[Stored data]
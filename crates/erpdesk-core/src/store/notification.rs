use chrono::{DateTime, Duration, Utc};

/// How long success and info notifications stay visible
const SHORT_LIFETIME_MS: i64 = 3000;

/// Errors stay up longer so the detail can be read
const ERROR_LIFETIME_MS: i64 = 5000;

#[derive(Debug, Clone, Copy, PartialEq, Eq)]
pub enum NotificationLevel {
    Success,
    Info,
    Error,
}

/// A transient, non-blocking message for the user
#[derive(Debug, Clone, PartialEq, Eq)]
pub struct Notification {
    pub level: NotificationLevel,
    pub message: String,
    pub created_at: DateTime<Utc>,
}

impl Notification {
    fn new(level: NotificationLevel, message: impl Into<String>) -> Self {
        Self {
            level,
            message: message.into(),
            created_at: Utc::now(),
        }
    }

    pub fn success(message: impl Into<String>) -> Self {
        Self::new(NotificationLevel::Success, message)
    }

    pub fn info(message: impl Into<String>) -> Self {
        Self::new(NotificationLevel::Info, message)
    }

    pub fn error(message: impl Into<String>) -> Self {
        Self::new(NotificationLevel::Error, message)
    }

    pub fn is_error(&self) -> bool {
        self.level == NotificationLevel::Error
    }

    pub fn lifetime(&self) -> Duration {
        match self.level {
            NotificationLevel::Error => Duration::milliseconds(ERROR_LIFETIME_MS),
            NotificationLevel::Success | NotificationLevel::Info => Duration::milliseconds(SHORT_LIFETIME_MS),
        }
    }

    pub fn is_expired_at(&self, now: DateTime<Utc>) -> bool {
        now - self.created_at > self.lifetime()
    }
}

#[cfg(test)]
mod tests {
    use super::*;

    #[test]
    fn test_lifetimes() {
        assert_eq!(Notification::success("ok").lifetime(), Duration::seconds(3));
        assert_eq!(Notification::error("bad").lifetime(), Duration::seconds(5));
    }

    #[test]
    fn test_expiry() {
        let note = Notification::error("bad");
        assert!(!note.is_expired_at(note.created_at + Duration::seconds(4)));
        assert!(note.is_expired_at(note.created_at + Duration::seconds(6)));
    }
}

◆ What to do:
Look for the word "bool" in the data, then return every line that contains it.

◆ Response area:
    pub fn is_error(&self) -> bool {
    pub fn is_expired_at(&self, now: DateTime<Utc>) -> bool {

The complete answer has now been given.